START Data listing
//! Protocol definitions for Safera Sense communication.
//!
//! This module contains the low-level protocol types including:
//! - The GATT characteristic table
//! - Command pipe frames and sequences
//! - Binary payload decoding

pub mod characteristic;
pub mod command;
pub mod parser;

pub use characteristic::Characteristic;
pub use command::{
    BOOST_FRAME_DELAY, CommandFrame, CommandSequence, CommandService,
    SELECT_DAY_STATISTICS_OPCODE, encode_device_command, encode_fan_command,
    encode_light_command, encode_select_day,
};
pub use parser::{
    decode_day_statistics, decode_dcv_report, decode_event_log, decode_fan_level,
    decode_identity_string, decode_sensor_snapshot, decode_ssid, decode_wifi_status,
};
END Data listing
[Problem requirements] Quote only the lines from the one containing "pub mod characteristic;" through the final line of the records, with both ends included.

[Exercise output]
pub mod characteristic;
pub mod command;
pub mod parser;

pub use characteristic::Characteristic;
pub use command::{
    BOOST_FRAME_DELAY, CommandFrame, CommandSequence, CommandService,
    SELECT_DAY_STATISTICS_OPCODE, encode_device_command, encode_fan_command,
    encode_light_command, encode_select_day,
};
pub use parser::{
    decode_day_statistics, decode_dcv_report, decode_event_log, decode_fan_level,
    decode_identity_string, decode_sensor_snapshot, decode_ssid, decode_wifi_status,
};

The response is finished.